No começo dos anos 60, em uma cidade pequena como Santa Rita, a gente estudava na ETE e apareceu por aqui um circo de “Striptease”. Era engraçado porque os estudantes baixavam todos por lá. Era uma novidade pra todo mundo. Na ETE, éramos todos adolescentes, na faixa de 15 a 18 anos. Juntavam-se também os estudantes da cidade... Houve até uma reação por parte da comunidade mais tradicional. Mas o circo só enchia! (risos) Era um circo mesmo. Tinha as cadeiras à frente e as arquibancadas ao fundo. Como os estudantes, no máximo, conseguiam dinheiro para irem na arquibancada, certa noite um dos nossos colegas levou um binóculo! Você não imagina a disputa que foi! Ele mesmo aproveitou muito pouco! (risos) O binóculo ficou o tempo todo correndo pra lá e pra cá! Cada um puxava para seu lado! Foi muito engraçado!

E a rivalidade entre os estudantes e os jovens da cidade?

A Escola de Eletrônica era uma novidade e, você sabe, toda novidade cria uma reação. Até que a gente se integrasse na comunidade, houve uma reação forte, principalmente por parte dos jovens. Eles começaram a enxergar os estudantes da Escola de Eletrônica, no mínimo, como concorrentes! (risos) Talvez não chegasse ao nível da rivalidade, mas a concorrência havia com certeza. Isso, na época, trouxe problemas porque eram muito freqüentes as brigas.

Conte-nos algum fato importante dessa época.

Um fato importante dessa época e que causou muita repercussão foi o falecimento de Sinhá Moreira. Foi uma comoção geral e me marcou muito.

Além dela, existem outras pessoas na cidade que o senhor admira?

Sim. Várias pessoas. Eu sempre tive uma admiração muito grande pelo Dom Vaz, pelo Professor José Nogueira Leite, porque são pessoas que conseguiam enxergar muito além do seu tempo. Por e-xemplo: como a Sinhá Moreira conseguiu propor, no final da década de 50, uma escola de eletrônica em uma cidade de economia rural? Seria como se hoje alguém chegasse aqui e quisesse instalar uma instituição de ensino na área de ciência espacial ou da genética! Era uma coisa que estava quase que na ficção científica! Ela tinha tal entusiasmo por isso que trouxe para dirigir a instituição os padres jesuítas, que integram uma organização religiosa, famosa no mundo inteiro, pela sua dedicação à evangelização dos povos e à educação! Basta ver quantas grandes universidades do mundo estão nas mãos dos jesuítas. Mas aí, como você imagina que uma congregação desse porte iria garantir sua colaboração a uma cidade tão pequena como era Santa Rita, no final da década de 50? Nesse contexto, o Padre Vaz foi a figura que se responsabilizou pela implantação definitiva de toda a estrutura da Escola de Eletrônica! Ele ficou aqui 10 anos e meio! Quando veio um novo diretor para substituí-lo, toda a escola de Eletrônica já estava implantada. Foi uma questão de continuar aquele trabalho que já havia sido feito.
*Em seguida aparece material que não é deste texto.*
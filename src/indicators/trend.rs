//! Trend labels derived from indicator values
//!
//! MACD histogram banding and the overall close-to-close trend. Both are
//! policy thresholds, not statistics, so both are configurable.

use std::collections::HashMap;

use crate::params::{get_level, ParamMeta, Tunable};
use crate::{AnalysisError, Period, Ratio, Result};

/// Direction label for the MACD histogram.
#[derive(Debug, Clone, Copy, PartialEq, Eq, Hash, serde::Serialize, serde::Deserialize)]
#[serde(rename_all = "lowercase")]
pub enum TrendLabel {
    Bullish,
    Bearish,
    Neutral,
}

/// Banded reading of the MACD histogram.
#[derive(Debug, Clone, Copy, PartialEq, Eq, serde::Serialize, serde::Deserialize)]
#[serde(rename_all = "camelCase")]
pub struct MacdTrend {
    pub label: TrendLabel,
    /// Histogram magnitude beyond the strong band
    pub strong: bool,
}

/// Histogram thresholds. Defaults: strong above 1.0, weak above 0.0,
/// mirrored for negative values.
#[derive(Debug, Clone, Copy, PartialEq, serde::Serialize, serde::Deserialize)]
#[serde(default, rename_all = "camelCase")]
pub struct MacdBands {
    pub strong: f64,
    pub weak: f64,
}

impl Default for MacdBands {
    fn default() -> Self {
        Self {
            strong: 1.0,
            weak: 0.0,
        }
    }
}

impl MacdBands {
    pub fn validate(&self) -> Result<()> {
        if !self.strong.is_finite() || !self.weak.is_finite() {
            return Err(AnalysisError::InvalidValue("MACD bands must be finite"));
        }
        if self.weak < 0.0 || self.strong < self.weak {
            return Err(AnalysisError::InvalidConfig(format!(
                "MACD bands need 0 <= weak ({}) <= strong ({})",
                self.weak, self.strong
            )));
        }
        Ok(())
    }

    /// Band a histogram value. `None` in, `None` out.
    pub fn classify(&self, histogram: Option<f64>) -> Option<MacdTrend> {
        let h = histogram?;
        let trend = if h > self.strong {
            MacdTrend { label: TrendLabel::Bullish, strong: true }
        } else if h > self.weak {
            MacdTrend { label: TrendLabel::Bullish, strong: false }
        } else if h < -self.strong {
            MacdTrend { label: TrendLabel::Bearish, strong: true }
        } else if h < -self.weak {
            MacdTrend { label: TrendLabel::Bearish, strong: false }
        } else {
            MacdTrend { label: TrendLabel::Neutral, strong: false }
        };
        Some(trend)
    }
}

static MACD_BAND_PARAMS: [ParamMeta; 2] = [
    ParamMeta::level("strong", 1.0, (0.0, 5.0, 0.25), "Histogram magnitude for a strong trend"),
    ParamMeta::level("weak", 0.0, (0.0, 1.0, 0.05), "Histogram magnitude for a weak trend"),
];

impl Tunable for MacdBands {
    fn param_meta() -> &'static [ParamMeta] {
        &MACD_BAND_PARAMS
    }

    fn with_params(params: &HashMap<&str, f64>) -> Result<Self> {
        let defaults = Self::default();
        let bands = Self {
            strong: get_level(params, "strong", defaults.strong)?,
            weak: get_level(params, "weak", defaults.weak)?,
        };
        bands.validate()?;
        Ok(bands)
    }
}

// ============================================================
// OVERALL TREND
// ============================================================

/// Overall direction of the close series.
#[derive(Debug, Clone, Copy, PartialEq, Eq, Hash, serde::Serialize, serde::Deserialize)]
#[serde(rename_all = "lowercase")]
pub enum TrendSummary {
    Uptrend,
    Downtrend,
    Sideways,
}

/// Close-to-close change over `period` bars; beyond `threshold` either way
/// is a trend.
#[derive(Debug, Clone, Copy, PartialEq, serde::Serialize, serde::Deserialize)]
#[serde(default, rename_all = "camelCase")]
pub struct TrendParams {
    pub period: Period,
    pub threshold: Ratio,
}

impl Default for TrendParams {
    fn default() -> Self {
        Self {
            period: Period::new_const(14),
            threshold: Ratio::new_const(0.02),
        }
    }
}

/// `None` with fewer than `period + 1` closes or a non-positive base close.
pub fn trend_summary(closes: &[f64], params: &TrendParams) -> Option<TrendSummary> {
    let period = params.period.get();
    if closes.len() < period + 1 {
        return None;
    }
    let last = closes[closes.len() - 1];
    let base = closes[closes.len() - 1 - period];
    if base <= 0.0 {
        return None;
    }

    let change = (last - base) / base;
    let threshold = params.threshold.get();
    Some(match change {
        c if c > threshold => TrendSummary::Uptrend,
        c if c < -threshold => TrendSummary::Downtrend,
        _ => TrendSummary::Sideways,
    })
}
Eu também sempre admirei muito o trabalho do padre Raul e sua dedicação ao ensino. Pelas menores coisas que diziam respeito à educação e à escola ele tinha grande entusiasmo. Outra pessoa que sempre deve ser lembrada é o professor Nogueira Leite. Quando ele resolveu fundar o Inatel em Santa Rita integrou-se à comunidade local e começou a dirigir a instituição em condições que poucas pessoas acreditavam ser possível. Parecia que tinha alguma coisa trabalhando contra, mas ele não diminuía o entusiasmo. Infelizmente, um ano e meio depois, ele morreu. Lutou com muita garra até o fim.

Como era a política na cidade?

Naquela época, vereador em nossa cidade não tinha salário. Só recebiam salários os vereadores de grandes cidades ou de capitais. No entanto, você precisava ver como tinha disputa para vereador em Santa Rita! Muitos queriam dar uma contribuição à cidade! A gente lembra que, nessa época, o professor Francisco Ribeiro de Magalhães era vereador, o Senhor Zito da Tipografia era vereador e vários outros. Aqui em Santa Rita, a gente ainda vê pessoas que, tendo suas profissões, nas horas de folga trabalham com afinco como vereadores.  Nas capitais, são políticos profissionais. Eu queria deixar registrado que, naquela época, todos faziam isso sem nenhuma retribuição pecuniária.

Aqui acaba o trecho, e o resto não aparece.